At the People’s Palace there are concerts morning and evening; perhaps also there is some exhibition or attraction of another kind; there are other loan exhibitions possible besides those of art.

Some of the people, but not many, go off westward and wander about the halls of the British Museum. I do not know why they go there, because ancient Egypt is to them no more than modern Mexico, and the Etruscan vases are no more interesting than the “Souvenir of Margate,” which costs a penny. But they do go; they roam from room to room with listless indifference, seeing nothing. In the same spirit of curiosity, baffled yet satisfied, they go to the South Kensington Museum and gaze upon its treasures of art; or they go to the National Portrait Gallery, finding in Queen Anne Boleyn a striking likeness to their own Maria, but otherwise not profiting in any discoverable manner by the contents of the gallery. And some of them go to the National Gallery, where there are pictures which tell stories. Or some get as far as Kew Gardens, tempted by the reputation of the houses which provide tea and shrimps and water-cresses outside the gardens, as much as by the Palm House and the Orchid Houses within.

The streets on Easter Monday present a curious Sunday-like appearance, with shops shut and no vehicles except the omnibus, but in the evening the theater and the music-hall are open, and they are crammed with people.

Therefore, though Easter Monday is the greatest of the people’s holidays, it is so chiefly because it is the first, and because, like the May-day of old, it stands for the end of the long, dark winter and the first promise of the spring. Even in the streets, the streets of dreary monotony, the East Londoners feel their blood stir and their pulses quicken when the April day draws out and once more there comes an evening light enough and long enough to take them out by tram beyond the bricks.
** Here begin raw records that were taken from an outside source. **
// Copyright 2025 Apache Doris Community
// Licensed under the Apache License, Version 2.0

//! Capability gate
//!
//! [`GatedMetastore`] wraps any backend and checks every write against the
//! effective [`CapabilityDescriptor`] before the call reaches the backend.
//! A denied write fails with `UnsupportedOperation` and never touches the
//! backend. Reads pass straight through.

use crate::column::Column;
use crate::database::Database;
use crate::metastore::{Metastore, StatisticsUpdate};
use crate::partition::{Partition, PartitionFilter};
use crate::statistics::PartitionStatistics;
use crate::table::Table;
use ms_common::{CapabilityDescriptor, MetastoreError, Result, WriteOperation};
use std::collections::HashMap;
use std::sync::Arc;
use tracing::{debug, warn};

pub struct GatedMetastore {
    inner: Arc<dyn Metastore>,

    /// Fixed at construction
    capabilities: CapabilityDescriptor,
}

impl GatedMetastore {
    /// Gate `inner` with its own declared capabilities
    pub fn new(inner: Arc<dyn Metastore>) -> Self {
        let capabilities = inner.capabilities();
        Self { inner, capabilities }
    }

    /// Gate `inner` with its declared capabilities narrowed by `limit`
    pub fn with_limit(inner: Arc<dyn Metastore>, limit: CapabilityDescriptor) -> Self {
        let capabilities = inner.capabilities().intersect(&limit);
        Self { inner, capabilities }
    }

    pub fn inner(&self) -> &Arc<dyn Metastore> {
        &self.inner
    }

    /// Permit or deny `operation`
    pub fn check(&self, operation: WriteOperation) -> Result<()> {
        if self.capabilities.permits(operation) {
            debug!(backend = self.inner.backend_name(), %operation, "write operation permitted");
            return Ok(());
        }
        let error = MetastoreError::unsupported(operation);
        warn!(
            backend = self.inner.backend_name(),
            %operation,
            category = %operation.category(),
            "write operation rejected: {}",
            error
        );
        Err(error)
    }
}

impl Metastore for GatedMetastore {
    fn backend_name(&self) -> &str {
        self.inner.backend_name()
    }

    fn capabilities(&self) -> CapabilityDescriptor {
        self.capabilities
    }

    fn get_all_databases(&self) -> Result<Vec<String>> {
        self.inner.get_all_databases()
    }

    fn get_database(&self, name: &str) -> Result<Option<Database>> {
        self.inner.get_database(name)
    }

    fn list_tables(&self, database: &str) -> Result<Vec<String>> {
        self.inner.list_tables(database)
    }

    fn get_all_views(&self, database: &str) -> Result<Vec<String>> {
        self.inner.get_all_views(database)
    }

    fn get_table(&self, database: &str, table: &str) -> Result<Option<Table>> {
        self.inner.get_table(database, table)
    }

    fn get_partition_names(
        &self,
        database: &str,
        table: &str,
        filter: Option<&PartitionFilter>,
    ) -> Result<Vec<String>> {
        self.inner.get_partition_names(database, table, filter)
    }

    fn get_partitions_by_names(
        &self,
        database: &str,
        table: &str,
        partition_names: &[String],
    ) -> Result<Vec<(String, Option<Partition>)>> {
        self.inner.get_partitions_by_names(database, table, partition_names)
    }

    fn get_table_statistics(&self, database: &str, table: &str) -> Result<PartitionStatistics> {
        self.inner.get_table_statistics(database, table)
    }

    fn get_partition_statistics(
        &self,
        database: &str,
        table: &str,
        partition_names: &[String],
    ) -> Result<HashMap<String, PartitionStatistics>> {
        self.inner.get_partition_statistics(database, table, partition_names)
    }

    fn create_database(&self, database: &Database) -> Result<()> {
        self.check(WriteOperation::CreateDatabase)?;
        self.inner.create_database(database)
    }

    fn drop_database(&self, name: &str) -> Result<()> {
        self.check(WriteOperation::DropDatabase)?;
        self.inner.drop_database(name)
    }

    fn rename_database(&self, name: &str, new_name: &str) -> Result<()> {
        self.check(WriteOperation::RenameDatabase)?;
        self.inner.rename_database(name, new_name)
    }

    fn create_table(&self, table: &Table) -> Result<()> {
        self.check(WriteOperation::CreateTable)?;
        self.inner.create_table(table)
    }

    fn drop_table(&self, database: &str, table: &str) -> Result<()> {
        self.check(WriteOperation::DropTable)?;
        self.inner.drop_table(database, table)
    }

    fn alter_table(&self, database: &str, table: &str, new_table: &Table) -> Result<()> {
        self.check(WriteOperation::AlterTable)?;
        self.inner.alter_table(database, table, new_table)
    }

    fn rename_table(&self, database: &str, table: &str, new_database: &str, new_table: &str) -> Result<()> {
        self.check(WriteOperation::RenameTable)?;
        self.inner.rename_table(database, table, new_database, new_table)
    }

    fn comment_table(&self, database: &str, table: &str, comment: Option<&str>) -> Result<()> {
        self.check(WriteOperation::CommentTable)?;
        self.inner.comment_table(database, table, comment)
    }

    fn add_column(&self, database: &str, table: &str, column: &Column) -> Result<()> {
        self.check(WriteOperation::AddColumn)?;
        self.inner.add_column(database, table, column)
    }

    fn rename_column(&self, database: &str, table: &str, old_name: &str, new_name: &str) -> Result<()> {
        self.check(WriteOperation::RenameColumn)?;
        self.inner.rename_column(database, table, old_name, new_name)
    }

    fn drop_column(&self, database: &str, table: &str, column: &str) -> Result<()> {
        self.check(WriteOperation::DropColumn)?;
        self.inner.drop_column(database, table, column)
    }

    fn add_partitions(&self, database: &str, table: &str, partitions: &[Partition]) -> Result<()> {
        self.check(WriteOperation::AddPartitions)?;
        self.inner.add_partitions(database, table, partitions)
    }

    fn drop_partition(&self, database: &str, table: &str, values: &[String]) -> Result<()> {
        self.check(WriteOperation::DropPartition)?;
        self.inner.drop_partition(database, table, values)
    }

    fn alter_partition(&self, database: &str, table: &str, partition: &Partition) -> Result<()> {
        self.check(WriteOperation::AlterPartition)?;
        self.inner.alter_partition(database, table, partition)
    }

    fn update_table_statistics(&self, database: &str, table: &str, update: &StatisticsUpdate) -> Result<()> {
        self.check(WriteOperation::UpdateTableStatistics)?;
        self.inner.update_table_statistics(database, table, update)
    }

    fn update_partition_statistics(
        &self,
        database: &str,
        table: &str,
        partition_name: &str,
        update: &StatisticsUpdate,
    ) -> Result<()> {
        self.check(WriteOperation::UpdatePartitionStatistics)?;
        self.inner.update_partition_statistics(database, table, partition_name, update)
    }
}
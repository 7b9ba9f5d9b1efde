// @module: Clock-style time formatting

/// Formats a seconds value as `HH:MM:SS.mmm`.
///
/// Negative (and non-finite) input is clamped to zero. Hours are not
/// wrapped, so very long recordings print more than two hour digits.
pub fn format_time(seconds: f64) -> String {
    let total_ms = if seconds.is_finite() && seconds > 0.0 {
        (seconds * 1000.0).round() as u64
    } else {
        0
    };

    let hours = total_ms / 3_600_000;
    let minutes = (total_ms % 3_600_000) / 60_000;
    let secs = (total_ms % 60_000) / 1_000;
    let millis = total_ms % 1_000;

    format!("{:02}:{:02}:{:02}.{:03}", hours, minutes, secs, millis)
}

// @converts: Milliseconds to fractional seconds
pub fn ms_to_seconds(ms: u64) -> f64 {
    ms as f64 / 1000.0
}

// @converts: Fractional seconds to whole milliseconds, clamping negatives to zero
pub fn seconds_to_ms(seconds: f64) -> u64 {
    if seconds.is_finite() && seconds > 0.0 {
        (seconds * 1000.0).round() as u64
    } else {
        0
    }
}

/// Formats a millisecond timestamp through [`format_time`].
pub fn format_ms(ms: u64) -> String {
    format_time(ms_to_seconds(ms))
}
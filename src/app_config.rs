use anyhow::{anyhow, Context, Result};
use serde::{Deserialize, Serialize};
use std::default::Default;
use std::fs::File;
use std::io::BufReader;
use std::path::Path;

/// Application configuration module
/// This module handles the application configuration including loading,
/// validating and saving configuration settings.
/// Represents the application configuration
#[derive(Debug, Serialize, Deserialize, Clone, PartialEq)]
pub struct Config {
    /// Minimum clip duration in seconds
    #[serde(default = "default_min_duration_secs")]
    pub min_duration_secs: f64,

    /// Silence padding around clip boundaries in seconds
    #[serde(default = "default_padding_secs")]
    pub padding_secs: f64,

    /// Cutting tool settings
    #[serde(default)]
    pub cutting: CuttingConfig,

    /// Log level
    #[serde(default)]
    pub log_level: LogLevel,
}

/// Settings for the external cutting tool
#[derive(Debug, Serialize, Deserialize, Clone, PartialEq)]
pub struct CuttingConfig {
    /// Explicit ffmpeg path; searched on PATH when absent
    #[serde(default)]
    pub ffmpeg_path: Option<String>,

    /// Arguments placed between the input and the output file
    #[serde(default = "default_ffmpeg_args")]
    pub ffmpeg_args: Vec<String>,

    /// Maximum cuts running at once
    #[serde(default = "default_concurrent_cuts")]
    pub concurrent_cuts: usize,

    /// Per-cut timeout in seconds
    #[serde(default = "default_cut_timeout_secs")]
    pub cut_timeout_secs: u64,
}

impl Default for CuttingConfig {
    fn default() -> Self {
        Self {
            ffmpeg_path: None,
            ffmpeg_args: default_ffmpeg_args(),
            concurrent_cuts: default_concurrent_cuts(),
            cut_timeout_secs: default_cut_timeout_secs(),
        }
    }
}

/// Log verbosity level
#[derive(Debug, Serialize, Deserialize, Clone, PartialEq, Default)]
#[serde(rename_all = "lowercase")]
pub enum LogLevel {
    Error,
    Warn,
    #[default]
    Info,
    Debug,
    Trace,
}

impl LogLevel {
    pub fn to_level_filter(&self) -> log::LevelFilter {
        match self {
            LogLevel::Error => log::LevelFilter::Error,
            LogLevel::Warn => log::LevelFilter::Warn,
            LogLevel::Info => log::LevelFilter::Info,
            LogLevel::Debug => log::LevelFilter::Debug,
            LogLevel::Trace => log::LevelFilter::Trace,
        }
    }
}

pub const DEFAULT_MIN_DURATION_SECS: f64 = 60.0;
pub const DEFAULT_PADDING_SECS: f64 = 0.5;

/// Upper bound for the minimum duration and padding (one week)
pub const MAX_DURATION_SECS: f64 = 7.0 * 24.0 * 3600.0;

fn default_min_duration_secs() -> f64 {
    DEFAULT_MIN_DURATION_SECS
}

fn default_padding_secs() -> f64 {
    DEFAULT_PADDING_SECS
}

fn default_ffmpeg_args() -> Vec<String> {
    ["-map", "0", "-c", "copy", "-y"].iter().map(|s| s.to_string()).collect()
}

fn default_concurrent_cuts() -> usize {
    1
}

fn default_cut_timeout_secs() -> u64 {
    600
}

impl Config {
    /// Validate the configuration for consistency and required values
    pub fn validate(&self) -> Result<()> {
        if !self.min_duration_secs.is_finite() || self.min_duration_secs < 0.0 {
            return Err(anyhow!("Minimum duration must be a non-negative number, got {}", self.min_duration_secs));
        }

        if self.min_duration_secs > MAX_DURATION_SECS {
            return Err(anyhow!("Minimum duration must not exceed {} seconds, got {}", MAX_DURATION_SECS, self.min_duration_secs));
        }

        if !self.padding_secs.is_finite() || self.padding_secs < 0.0 {
            return Err(anyhow!("Padding must be a non-negative number, got {}", self.padding_secs));
        }

        if self.padding_secs > MAX_DURATION_SECS {
            return Err(anyhow!("Padding must not exceed {} seconds, got {}", MAX_DURATION_SECS, self.padding_secs));
        }

        if self.cutting.concurrent_cuts == 0 {
            return Err(anyhow!("concurrent_cuts must be at least 1"));
        }

        if self.cutting.cut_timeout_secs == 0 {
            return Err(anyhow!("cut_timeout_secs must be at least 1"));
        }

        if let Some(path) = &self.cutting.ffmpeg_path {
            if path.trim().is_empty() {
                return Err(anyhow!("ffmpeg_path must not be empty when set"));
            }
        }

        Ok(())
    }

    /// Load a configuration file
    pub fn from_file<P: AsRef<Path>>(path: P) -> Result<Self> {
        let path = path.as_ref();
        let file = File::open(path)
            .with_context(|| format!("Failed to open config file: {}", path.display()))?;

        let reader = BufReader::new(file);
        serde_json::from_reader(reader)
            .with_context(|| format!("Failed to parse config file: {}", path.display()))
    }

    /// Save as pretty-printed JSON
    pub fn save<P: AsRef<Path>>(&self, path: P) -> Result<()> {
        let path = path.as_ref();
        let config_json = serde_json::to_string_pretty(self)
            .context("Failed to serialize config to JSON")?;

        std::fs::write(path, config_json)
            .with_context(|| format!("Failed to write config to file: {}", path.display()))
    }
}

/// Default implementation for Config
impl Default for Config {
    fn default() -> Self {
        Config {
            min_duration_secs: default_min_duration_secs(),
            padding_secs: default_padding_secs(),
            cutting: CuttingConfig::default(),
            log_level: LogLevel::default(),
        }
    }
}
The holiday of early summer is Whit-Monday, which is also a movable feast, and falls seven weeks after Easter, so that it is due on some day between May 12th and June 12th. I have already observed that the cold east wind, which retards our spring, generally ceases before the middle of May, though in our climate nothing is certain—not even hot weather in July and August. When it falls reasonably late, say in the first week of June, there is some probability that the day will be warm, even though there may be showers; that the woods will be resonant with warblers, the fields golden with buttercups, the hedges bright with spring flowers, the bushes white and pink with May blossom, and the orchards glorious with the pink of the apple and the creamy white of the cherry and the pear. On this day the East Londoner goes farther afield; he is not content with Hampstead Heath, and he will not remain under cover at the Crystal Palace. Trains convey him out of London. He goes down to Southend, at the mouth of the Thames; there, at low tide, he can gaze upon a vast expanse of mud or he can walk down a pier a mile and a half long, or, if it is high tide, he may delight in the dancing waters with innumerable boats and yachts. Above all, at Southend he will find all the delights that endear the seaside to him; there is the tea with shrimps—countless shrimps, quarts and gallons of shrimps; he is among his own kind; there is no one to scoff when, to the music of the concertina, he takes out his companion to dance in the road; he sings his music-hall ditties unchecked; he bawls the cry of the day, and it is counted unto him for infinite humor. Southend on Whit-Monday is a place for the comic man and the comic artist; it is also the place for the humorist.